Alle 90 Sekunden fliegt ein Fahrer raus

Der neue Modus dürfte Need-for-Speed-Spielern bekannt sein: Fortan werden die langsamsten Fahrer schrittweise aus der Zeitenjagd genommen. Die Pole-Position-Hatz ist dabei noch immer in drei Abschnitte (Q1, Q2, Q3) unterteilt. Nach bereits sieben Minuten im ersten Teil wird die Reise nach Jerusalem eingeleitet, so dass bis zum Ende des jeweiligen Segments alle 90 Sekunden jeweils der langsamste Pilot ausscheidet. So bleiben nach Q1 15, nach Q2 lediglich acht Fahrzeuge übrig, wobei die Zeiten zwischen den Segmenten selbstredend zurückgesetzt werden. Nach 12:30 Minuten im finalen Qualifikations-Teil bleiben nur noch zwei Protagonisten übrig, die sich um die Pole-Position streiten werden.

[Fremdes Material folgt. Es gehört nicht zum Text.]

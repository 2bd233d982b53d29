// SPDX-License-Identifier: BUSL-1.1
// Copyright (c) 2026 Alfred Jean LLC

//! User identity.
//!
//! Users are created and authenticated outside the core; the orchestrator
//! only sees an opaque id. Profile and shared context are stored per user
//! as schemaless mappings (see `troupe-storage`).

use serde::{Deserialize, Serialize};
use std::borrow::Borrow;
use std::fmt;

/// Opaque, externally-assigned user identifier.
#[derive(Debug, Clone, PartialEq, Eq, Hash, Serialize, Deserialize)]
pub struct UserId(pub String);

impl UserId {
    /// Create a new UserId from any string-like value.
    pub fn new(id: impl Into<String>) -> Self {
        Self(id.into())
    }

    /// Get the string value of this UserId.
    pub fn as_str(&self) -> &str {
        &self.0
    }
}

impl fmt::Display for UserId {
    fn fmt(&self, f: &mut fmt::Formatter<'_>) -> fmt::Result {
        write!(f, "{}", self.0)
    }
}

impl From<String> for UserId {
    fn from(s: String) -> Self {
        Self(s)
    }
}

impl From<&str> for UserId {
    fn from(s: &str) -> Self {
        Self(s.to_string())
    }
}

impl PartialEq<str> for UserId {
    fn eq(&self, other: &str) -> bool {
        self.0 == other
    }
}

impl PartialEq<&str> for UserId {
    fn eq(&self, other: &&str) -> bool {
        self.0 == *other
    }
}

impl Borrow<str> for UserId {
    fn borrow(&self) -> &str {
        &self.0
    }
}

Der Motorsportweltverband FIA erhofft sich dadurch mehr Fahrbetrieb und insbesondere Spannung, da Fehler, technische Probleme oder gar Wetterkapriolen das sofortige Ausscheiden bedeuten können. Unumstritten ist die Reform jedoch nicht. Neben Sebastian Vettel äußerten sich einige Piloten darüber, dass der neue Modus zu komplex und unverständlich sei, kränkelt die moderne Formel 1 doch sowieso schon am komplizierten Regelwahnsinn. Auch neu: Fortan dürfen die Fahrer vor den jeweiligen Wochenenden aus drei vorgegebenen Reifensätzen selbst bestimmen, welche zwei Pneu-Mischungen sie verwenden möchten. Und weil die Reifenregelung noch nicht kompliziert genug ist, hat Serienausstatter Pirelli für ausgewählte Rennen mit dem Ultrasoft gleichzeitig noch eine weitere Gummimischung entworfen.

Rückkehr der Amerikaner

Budweiser statt Champagner: Erstmals seit 1986 kehrt mit Haas F1 ein amerikanisches Team in die Königsklasse des Motorsports zurück. Bekannt ist die Mannschaft unter anderem aus dem NASCAR Sprint Cup. Anstatt das jedoch wie vielleicht erwartet zwei US-Cowboys ins Lenkrad greifen, verpflichtete Team-Besitzer Gene Haas die beiden F1-Veteranen Romain Grosjean und Esteban Gutierrez. Auch auf der technischen Seite ist man dank eines Kooperationsdeals mit Ferrari gut aufgestellt, weshalb die Erwartungen an das Gespann besonders hoch sind. Im Kampf um die Best-of-the-Rest-Krone wird sich Haas mit Red Bull, Williams und Force India mit Nico Hülkenberg messen müssen.

Mit dem amtierenden DTM-Meister und stark von Mercedes geförderten Pascal Wehrlein gibt dieses Jahr zudem ein vierter Deutscher sein Stelldichein. Beim finanziell sehr stark angeschlagenen Manor-Team wird er an der Seite von Rookie Ryo Haryanto jedoch wohl meist auf den hinteren Plätzen zu sehen sein. Große Fragezeichen auch bei Renault, die erstmals wieder als reines Werksteam mit Frischling Joylon Palmer und Kevin Magnussen antreten, sowie bei McLaren-Honda. Letztere kränkelten 2015 an einem zu schwachen Motor. Dieser soll mittlerweile zwar über mehr Pferdestärken verfügen – laut Angaben des Rennstalls sei man aber zumindest für Australien noch nicht ausreichend vorbereitet.

Mit insgesamt 21 Stationen platzt der diesjährige Formel-1-Kalender aus allen Nähten. Neu dabei ist das Rennen in Baku. Obgleich der Lauf ironischerweise Grand Prix von Europa getauft wurde, verspricht die Hatz durch die engen Gassen der Hauptstadt Aserbaidschans ein optisches Highlight zu werden. Nach einjähriger Abstinenz feiert zudem der Große Preis von Deutschland am Hockenheimring seine Rückkehr.